De onderzoekers hebben dit fenomeen ook in euros uitgedrukt. Het verlies van de superette is in termen van een verslechtering van het welbevinden van een huishouden een verlies gelijk aan dat van een dertiende maand inkomen (2155 euro per jaar). Dezelfde constatering geldt voor de afstand van de zogeheten « dichtbij-voorzieningen », dat wil zeggen voor de tijd nodig naar om een naburige gemeente te gaan die wel voorzieningen, diensten, winkels, onderwijs- en gezondheidsinstellingen heeft. In 30 procent van de op dit gebied minst gezegende gemeenten waarvan de inwoners meer dan 25 minuten moeten rijden -dat betreft 5 miljoen mensen- is de mogelijkheid van een aktie van de « gilets jaunes » veel groter dan het nationale gemiddelde.
De onderzoekers hebben ook een verband gelegd tussen deze malaise van de bevolking en het niet meer stemmen bij de twee laatste presidents- verkiezingen. Zij trekken een aantal conclusies hoe de lokale politiek veel efficiënter kan zijn. Zij pleiten ervoor dat de centrale overheidspolitiek zich niet meer zozeer laat leiden door simpele economische criteria maar veeleer door het verbeteren van het leefklimaat. Parijs moet afstand nemen van zijn centralistische politiek en de lokale overheden bijstaan in de ondersteuning van lokale projecten: het subsidiëren van een arts, het helpen om weer een café te krijgen…. . » De onderzoekers pleiten ook voor de afschaffing van fiscale voordelen voor vestiging van bedrijven in de door de staat bepaalde zones voor revitalisering van het platteland. De daaraan bestede honderden miljoenen euros laten weinig of geen positieve effecten voor de werkgelegenheid en bedrijvigheid in de betrokken gemeenten zien. Bovendien betreft deze politiek maar de helft van de Franse gemeenten. De onderzoekers: « Het is veel beter dat de burgemeesters of intercommunale besturen mogen beslissen wat in hun situatie het beste is: een kruidenierswinkel, een vrouwenarts, een café, een voetbal-of rugbyclub ….. »

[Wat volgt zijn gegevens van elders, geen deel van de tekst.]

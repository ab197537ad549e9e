//! Thread-safe published index state
//!
//! Queries read the last published [`IndexSnapshot`] through an `Arc`, so a
//! reader holds the lock only long enough to clone the pointer. Publication
//! swaps the `Arc` under a short write lock; nobody observes a half-built
//! store.
//!
//! # Locking Order
//!
//! 1. `ServerState::snapshot` (RwLock)
//! 2. `ServerState::status` (Mutex)
//!
//! Index passes never run while either lock is held.

use std::path::PathBuf;
use std::sync::Arc;
use std::time::{Duration, Instant};

use parking_lot::{Mutex, RwLock};

use crate::indexing::IndexSnapshot;
use crate::schema::ModulePath;

/// Bookkeeping about the passes that produced the published snapshot
#[derive(Debug, Clone)]
pub struct IndexerStatus {
    /// Analyzer invocations so far, successful or not
    pub passes: u64,
    /// Passes that failed and left the previous snapshot in place
    pub failed_passes: u64,
    pub last_error: Option<String>,
    pub last_published: Option<Instant>,
    /// Wall time of the last successful pass
    pub last_duration: Option<Duration>,
}

impl IndexerStatus {
    fn new() -> Self {
        Self {
            passes: 0,
            failed_passes: 0,
            last_error: None,
            last_published: None,
            last_duration: None,
        }
    }
}

/// Published snapshot plus pass status, shared between the indexer and
/// query handlers
#[derive(Clone)]
pub struct ServerState {
    /// LOCKING ORDER: Always acquire this lock first.
    snapshot: Arc<RwLock<Arc<IndexSnapshot>>>,

    /// LOCKING ORDER: Acquire last.
    status: Arc<Mutex<IndexerStatus>>,
}

impl ServerState {
    /// State holding the empty, never-published snapshot
    pub fn new() -> Self {
        Self {
            snapshot: Arc::new(RwLock::new(Arc::new(IndexSnapshot::empty()))),
            status: Arc::new(Mutex::new(IndexerStatus::new())),
        }
    }

    // ========================================================================
    // Read Operations (concurrent access)
    // ========================================================================

    /// The last published snapshot
    pub fn snapshot(&self) -> Arc<IndexSnapshot> {
        Arc::clone(&self.snapshot.read())
    }

    /// Read the published snapshot with a closure
    pub fn read<F, R>(&self, f: F) -> R
    where
        F: FnOnce(&IndexSnapshot) -> R,
    {
        let snapshot = self.snapshot();
        f(&snapshot)
    }

    /// Generation of the published snapshot; 0 before the first publication
    pub fn generation(&self) -> u64 {
        self.snapshot.read().generation
    }

    /// Structural module path of the module declared in `file`
    pub fn namespace_for_file(&self, file: &std::path::Path) -> Option<ModulePath> {
        self.read(|snapshot| snapshot.namespace_for_file(file))
    }

    /// Entry file of the published snapshot
    pub fn entry(&self) -> Option<PathBuf> {
        self.read(|snapshot| snapshot.entry.clone())
    }

    // ========================================================================
    // Write Operations (exclusive access)
    // ========================================================================

    /// Swap in a freshly built snapshot, assigning it the next generation.
    ///
    /// Returns the generation assigned.
    pub fn publish(&self, mut snapshot: IndexSnapshot, duration: Duration) -> u64 {
        let generation = {
            let mut guard = self.snapshot.write();
            snapshot.generation = guard.generation + 1;
            let generation = snapshot.generation;
            *guard = Arc::new(snapshot);
            generation
        };

        let mut status = self.status.lock();
        status.passes += 1;
        status.last_error = None;
        status.last_published = Some(Instant::now());
        status.last_duration = Some(duration);
        generation
    }

    /// Record a failed pass; the published snapshot is left untouched
    pub fn record_failure(&self, message: String) {
        let mut status = self.status.lock();
        status.passes += 1;
        status.failed_passes += 1;
        status.last_error = Some(message);
    }

    // ========================================================================
    // Status Operations
    // ========================================================================

    /// Copy of the current pass status
    pub fn status(&self) -> IndexerStatus {
        self.status.lock().clone()
    }
}

impl Default for ServerState {
    fn default() -> Self {
        Self::new()
    }
}

impl std::fmt::Debug for ServerState {
    fn fmt(&self, f: &mut std::fmt::Formatter<'_>) -> std::fmt::Result {
        let snapshot = self.snapshot();
        f.debug_struct("ServerState")
            .field("generation", &snapshot.generation)
            .field("entries", &snapshot.store.len())
            .field("passes", &self.status().passes)
            .finish()
    }
}

// ============================================================================
// Tests
// ============================================================================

Ik ben benieuwd wat de invloed van dit rapport is op de campagnes voor de gemeenteraadsverkiezingen van 15 en 22 maart, die zoals overal gebruikelijk ook een strijdtoneel voor de landelijke politieke partijen zijn en met name van belang voor de LREM , de partij van Macron. Duidelijk is wel volgens ander onderzoek dat waar de Franse overheid zich terugtrekt en dat betreft hier vooral het platteland, de rechts-extremistische partij Rassemblement National van Marine Le Pen duidelijk aan de winnende hand is.